— Как это отберут, я что, воровал? — усмехнулся Кобыло и опять посмотрел на жену.
— Но ведь это же смешно, — Дарья пожала плечами, словно говоря, что ничего более глупого нельзя и придумать. — Что получается, главный сатана похоронен, а они всё не успокоились? Так, что ли?
— Не в этом, а в том, что съезд ихний так постановил, — объяснил Безматерный в большом недоумении, путаясь и сам толком не понимая ничего. — Мне ведь только отец рассказал, я не был там, на собрании. На нём объявили.
Как бы там ни было, но на следующий день активисты из соседнего села уже ходили по дворам и предлагали записываться в коллективные хозяйства с целью улучшения жизни и ради светлого будущего на земле. Кобыло закрыл дверь и из окна наблюдал за проповедниками новой коллективной жизни, не впустив их в дом. Дарья одобрительно глядела на мужа, который принял единственное, как считала она, правильное решение.

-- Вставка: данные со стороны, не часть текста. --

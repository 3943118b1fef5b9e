//! Excerpt selection: turn article sections into at most a couple of short,
//! attributed quotes per section.
//!
//! Pipeline per section: wikitext cleanup → sentence split → length filter
//! → scoring → pin promotion → threshold → dedup → budget → shortening.

pub mod rules;
pub mod scoring;
pub mod wikitext;

use std::collections::{BTreeMap, HashSet};

use numsheet_shared::{Article, ExcerptConfig, SectionKind};
use tracing::debug;

pub use rules::{ImportanceOverride, PinRule, RuleBook};
pub use scoring::{QuoteCandidate, TermFrequency, normalize, split_sentences};

/// Hard upper bound on quotes per section.
pub const QUOTE_BUDGET: usize = 2;

/// Marker appended to shortened quotes.
pub const ELLIPSIS: char = '…';

/// A selected quote, ready to render.
#[derive(Debug, Clone, PartialEq)]
pub struct Quote {
    pub text: String,
    pub score: f64,
    pub pinned: bool,
    /// The source sentence was cut to fit the quote length limit.
    pub shortened: bool,
}

/// Selected quotes per section kind. A missing or empty entry means
/// "no excerpt available".
pub type SectionExcerpts = BTreeMap<SectionKind, Vec<Quote>>;

/// Scores and selects quotes under the configured policy and rule book.
#[derive(Debug, Clone)]
pub struct ExcerptSelector {
    config: ExcerptConfig,
    rules: RuleBook,
    terms: TermFrequency,
}

impl ExcerptSelector {
    pub fn new(config: ExcerptConfig, rules: RuleBook) -> Self {
        Self {
            config,
            rules,
            terms: TermFrequency::default(),
        }
    }

    /// Score uniqueness against `terms` instead of an empty table.
    pub fn with_term_frequency(mut self, terms: TermFrequency) -> Self {
        self.terms = terms;
        self
    }

    /// Count the terms of one article's sections into `terms`.
    pub fn count_article_terms(terms: &mut TermFrequency, article: &Article) {
        let text: Vec<String> = article
            .sections
            .iter()
            .map(|s| wikitext::to_plain_text(&s.wikitext))
            .collect();
        terms.add_number_text(&text.join("\n"));
    }

    /// Effective per-section budget.
    pub fn budget(&self) -> usize {
        self.config.quotes_per_section.min(QUOTE_BUDGET)
    }

    /// Clean and select every section of an article.
    pub fn select_article(&self, number: u16, article: &Article) -> SectionExcerpts {
        SectionKind::ALL
            .into_iter()
            .map(|kind| {
                let quotes = article
                    .section(kind)
                    .map(|s| self.select(number, kind, &wikitext::to_plain_text(&s.wikitext)))
                    .unwrap_or_default();
                (kind, quotes)
            })
            .collect()
    }

    /// Select quotes from one section's plain text. An empty result is valid.
    pub fn select(&self, number: u16, section: SectionKind, text: &str) -> Vec<Quote> {
        let ranked = self.rank(number, section, text);
        let threshold = self
            .rules
            .threshold_for(number, section)
            .unwrap_or(self.config.default_threshold);

        let mut seen = HashSet::new();
        let quotes: Vec<Quote> = ranked
            .into_iter()
            .filter(|c| c.pinned || c.score >= threshold)
            .filter(|c| seen.insert(c.normalized_text.clone()))
            .take(self.budget())
            .map(|c| self.to_quote(c))
            .collect();

        debug!(number, %section, threshold, selected = quotes.len(), "excerpts selected");
        quotes
    }

    /// Candidates of a section within the length bounds, pinned first, then by
    /// score, then by position. Pins never rescue an out-of-length span.
    pub fn rank(&self, number: u16, section: SectionKind, text: &str) -> Vec<QuoteCandidate> {
        let pins = self.rules.pins_for(number, section);

        let mut candidates: Vec<QuoteCandidate> = split_sentences(text)
            .into_iter()
            .enumerate()
            .filter(|(_, raw_text)| {
                let len = raw_text.chars().count();
                len >= self.config.min_chars && len <= self.config.max_chars
            })
            .map(|(position, raw_text)| {
                let normalized_text = normalize(&raw_text);
                let pinned = pins.iter().any(|p| normalized_text.contains(p));
                let score = scoring::score(
                    &raw_text,
                    &normalized_text,
                    number,
                    section,
                    &self.config.weights,
                    &self.terms,
                    self.config.max_chars,
                );
                QuoteCandidate {
                    section,
                    raw_text,
                    normalized_text,
                    score,
                    pinned,
                    position,
                }
            })
            .collect();

        candidates.sort_by(|a, b| {
            b.pinned
                .cmp(&a.pinned)
                .then(b.score.total_cmp(&a.score))
                .then(a.position.cmp(&b.position))
        });
        candidates
    }

    fn to_quote(&self, candidate: QuoteCandidate) -> Quote {
        let (text, shortened) = shorten(&candidate.raw_text, self.config.quote_max_chars);
        Quote {
            text,
            score: candidate.score,
            pinned: candidate.pinned,
            shortened,
        }
    }
}

/// Cut `text` to at most `max_chars` characters (ellipsis included),
/// preferring a word boundary near the end.
pub fn shorten(text: &str, max_chars: usize) -> (String, bool) {
    if text.chars().count() <= max_chars || max_chars < 2 {
        return (text.to_string(), false);
    }

    let cut: String = text.chars().take(max_chars - 1).collect();
    let boundary = cut
        .rfind(char::is_whitespace)
        .filter(|&i| cut[i..].chars().count() <= 20)
        .unwrap_or(cut.len());

    let kept = cut[..boundary].trim_end_matches(|c: char| c.is_whitespace() || ",;:-".contains(c));
    (format!("{kept}{ELLIPSIS}"), true)
}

Они до самой Пасхи никуда не выходили, занимались детьми. Иван чинил сбрую и шил новую, а Дарья готовила семена к посевной. На Пасху пришла, как обычно, тёплая, светлая и ясная погода. Уж подсохло, и можно было выезжать в поле. Иван брал с собою Петю, сажал в бричку — всё веселее будет, трогал лошадь и, махнув Дарье рукой, правил по селу к дальнему её концу, затем проезжал колок и выезжал на просёлок — к себе в поле. Он старался не обращать внимания на страсти, кипевшие вокруг. Никто из крестьян ещё не выехал в поле, потому что за разговорами о коллективизации забыли про своё дело. Теперь крестьяне ходили через день на митинги, кричали до хрипоты, ораторствовали. И тут проявился характер мужиков: больше всех орали Белоуров и словно проснувшийся от спячки Ковчегов. Он поднимал руку и призывал свергнуть всех богачей, вернуть богатство народу, и ясно было, на что он намекал, ибо все знали, что пьянчуга Ковчегов под словом «народ» понимал себя. А уж богатых мужиков на селе было много, чтобы можно было достаточно разжиться клявшемуся в верности великой идее Маркса и Ленина, рабочей диктатуре и прочему-прочему, могущему сослужить верную службу Ковчегову.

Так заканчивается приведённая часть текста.